■ **About this exercise**: How many lines in the records below contain the word "root"? Reply with the number alone.

╭─ Material provided

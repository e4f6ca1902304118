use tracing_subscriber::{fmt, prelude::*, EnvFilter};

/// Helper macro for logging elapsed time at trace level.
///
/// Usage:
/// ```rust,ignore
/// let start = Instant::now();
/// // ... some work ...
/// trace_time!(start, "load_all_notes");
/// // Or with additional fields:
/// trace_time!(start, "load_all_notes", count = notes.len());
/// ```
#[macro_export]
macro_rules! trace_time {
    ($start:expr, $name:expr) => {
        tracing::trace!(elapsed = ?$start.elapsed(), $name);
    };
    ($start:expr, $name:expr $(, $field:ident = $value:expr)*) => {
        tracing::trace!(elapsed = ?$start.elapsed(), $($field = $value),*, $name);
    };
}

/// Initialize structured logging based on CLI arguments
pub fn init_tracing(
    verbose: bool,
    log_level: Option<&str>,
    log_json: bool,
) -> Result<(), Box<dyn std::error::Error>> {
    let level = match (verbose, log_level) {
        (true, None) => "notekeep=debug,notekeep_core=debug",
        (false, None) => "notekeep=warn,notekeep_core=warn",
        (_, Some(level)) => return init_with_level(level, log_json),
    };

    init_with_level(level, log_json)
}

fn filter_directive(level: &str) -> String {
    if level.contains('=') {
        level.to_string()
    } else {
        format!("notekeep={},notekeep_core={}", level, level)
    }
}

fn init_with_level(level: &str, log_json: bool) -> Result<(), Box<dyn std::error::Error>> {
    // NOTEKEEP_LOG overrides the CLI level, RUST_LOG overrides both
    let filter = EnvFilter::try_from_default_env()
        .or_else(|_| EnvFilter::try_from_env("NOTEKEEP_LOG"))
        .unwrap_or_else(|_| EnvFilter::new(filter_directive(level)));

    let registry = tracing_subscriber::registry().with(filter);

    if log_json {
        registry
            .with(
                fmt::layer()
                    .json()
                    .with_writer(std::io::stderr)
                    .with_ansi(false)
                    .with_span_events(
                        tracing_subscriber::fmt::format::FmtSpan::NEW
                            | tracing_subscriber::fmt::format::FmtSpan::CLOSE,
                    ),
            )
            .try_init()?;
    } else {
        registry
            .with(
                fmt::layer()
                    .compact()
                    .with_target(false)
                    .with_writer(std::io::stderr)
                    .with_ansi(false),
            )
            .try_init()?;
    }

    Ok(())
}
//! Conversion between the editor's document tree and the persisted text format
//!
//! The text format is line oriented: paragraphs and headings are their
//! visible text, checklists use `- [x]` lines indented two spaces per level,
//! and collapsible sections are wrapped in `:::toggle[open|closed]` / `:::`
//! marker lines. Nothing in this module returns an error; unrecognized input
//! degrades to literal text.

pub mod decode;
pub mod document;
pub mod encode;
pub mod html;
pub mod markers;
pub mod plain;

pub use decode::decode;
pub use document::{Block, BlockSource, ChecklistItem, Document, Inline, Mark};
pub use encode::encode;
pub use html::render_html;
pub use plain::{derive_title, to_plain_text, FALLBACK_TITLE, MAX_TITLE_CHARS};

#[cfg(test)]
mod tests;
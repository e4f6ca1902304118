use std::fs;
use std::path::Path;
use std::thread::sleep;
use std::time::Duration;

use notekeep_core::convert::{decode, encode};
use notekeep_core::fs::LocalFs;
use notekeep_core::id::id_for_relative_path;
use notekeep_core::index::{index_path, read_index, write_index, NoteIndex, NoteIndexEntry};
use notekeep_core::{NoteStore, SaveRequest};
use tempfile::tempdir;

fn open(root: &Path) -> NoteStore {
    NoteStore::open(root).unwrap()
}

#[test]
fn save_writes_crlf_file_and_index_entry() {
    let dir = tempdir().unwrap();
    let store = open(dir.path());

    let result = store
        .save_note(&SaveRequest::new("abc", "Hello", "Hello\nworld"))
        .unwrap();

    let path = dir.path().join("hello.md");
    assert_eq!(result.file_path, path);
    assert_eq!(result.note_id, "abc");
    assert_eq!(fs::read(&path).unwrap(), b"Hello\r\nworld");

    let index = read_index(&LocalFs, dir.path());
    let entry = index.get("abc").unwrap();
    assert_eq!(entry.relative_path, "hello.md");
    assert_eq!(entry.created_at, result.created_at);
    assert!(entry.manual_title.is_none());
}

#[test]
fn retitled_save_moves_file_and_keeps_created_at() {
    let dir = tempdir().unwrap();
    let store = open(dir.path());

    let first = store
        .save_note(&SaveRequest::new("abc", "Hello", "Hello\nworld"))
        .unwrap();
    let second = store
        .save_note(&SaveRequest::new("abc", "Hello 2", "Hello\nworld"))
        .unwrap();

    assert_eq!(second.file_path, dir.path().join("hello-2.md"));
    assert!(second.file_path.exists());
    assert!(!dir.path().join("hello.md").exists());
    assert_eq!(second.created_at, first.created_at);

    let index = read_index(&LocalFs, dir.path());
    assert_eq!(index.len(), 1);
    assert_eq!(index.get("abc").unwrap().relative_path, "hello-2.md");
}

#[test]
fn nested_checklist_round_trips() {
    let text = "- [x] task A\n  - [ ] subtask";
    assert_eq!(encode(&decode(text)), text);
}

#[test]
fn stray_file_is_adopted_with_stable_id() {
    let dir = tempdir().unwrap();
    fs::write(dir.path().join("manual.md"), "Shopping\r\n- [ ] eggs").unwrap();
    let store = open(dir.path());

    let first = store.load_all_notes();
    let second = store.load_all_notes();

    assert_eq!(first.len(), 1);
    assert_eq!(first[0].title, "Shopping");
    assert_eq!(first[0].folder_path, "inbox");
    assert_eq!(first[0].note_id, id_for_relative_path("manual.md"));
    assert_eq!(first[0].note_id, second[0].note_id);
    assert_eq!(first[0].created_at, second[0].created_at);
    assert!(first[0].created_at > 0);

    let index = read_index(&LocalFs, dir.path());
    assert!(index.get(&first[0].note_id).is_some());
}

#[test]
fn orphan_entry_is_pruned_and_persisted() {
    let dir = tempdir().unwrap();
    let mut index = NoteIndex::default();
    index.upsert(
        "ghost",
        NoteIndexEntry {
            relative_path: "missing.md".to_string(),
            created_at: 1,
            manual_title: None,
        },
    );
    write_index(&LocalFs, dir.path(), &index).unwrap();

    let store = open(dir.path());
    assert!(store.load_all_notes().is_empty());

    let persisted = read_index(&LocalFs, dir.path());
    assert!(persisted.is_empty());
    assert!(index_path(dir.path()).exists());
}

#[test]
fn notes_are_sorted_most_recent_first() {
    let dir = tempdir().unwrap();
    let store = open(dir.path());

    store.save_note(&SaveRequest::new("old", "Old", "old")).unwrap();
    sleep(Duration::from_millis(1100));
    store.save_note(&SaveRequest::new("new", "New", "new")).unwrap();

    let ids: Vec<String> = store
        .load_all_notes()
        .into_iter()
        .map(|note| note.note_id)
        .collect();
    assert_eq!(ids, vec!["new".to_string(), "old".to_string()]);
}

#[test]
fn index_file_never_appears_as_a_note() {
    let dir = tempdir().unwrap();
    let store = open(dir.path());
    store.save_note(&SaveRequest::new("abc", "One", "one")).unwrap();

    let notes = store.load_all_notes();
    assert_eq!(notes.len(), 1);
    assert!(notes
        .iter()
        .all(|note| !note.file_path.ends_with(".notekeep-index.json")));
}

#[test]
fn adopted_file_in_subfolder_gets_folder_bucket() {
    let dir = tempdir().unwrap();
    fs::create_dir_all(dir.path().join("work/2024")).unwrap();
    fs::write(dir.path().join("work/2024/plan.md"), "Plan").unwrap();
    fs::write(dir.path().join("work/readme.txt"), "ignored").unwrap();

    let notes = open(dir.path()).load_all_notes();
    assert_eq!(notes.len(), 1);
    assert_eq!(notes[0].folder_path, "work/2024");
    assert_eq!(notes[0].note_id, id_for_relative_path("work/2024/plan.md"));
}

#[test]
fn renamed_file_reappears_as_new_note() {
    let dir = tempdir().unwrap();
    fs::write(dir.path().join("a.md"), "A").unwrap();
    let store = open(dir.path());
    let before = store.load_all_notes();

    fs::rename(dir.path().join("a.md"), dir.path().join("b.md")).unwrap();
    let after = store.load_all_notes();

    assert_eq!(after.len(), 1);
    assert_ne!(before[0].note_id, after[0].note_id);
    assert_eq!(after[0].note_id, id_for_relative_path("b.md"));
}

╰─

■ **Written response**: 2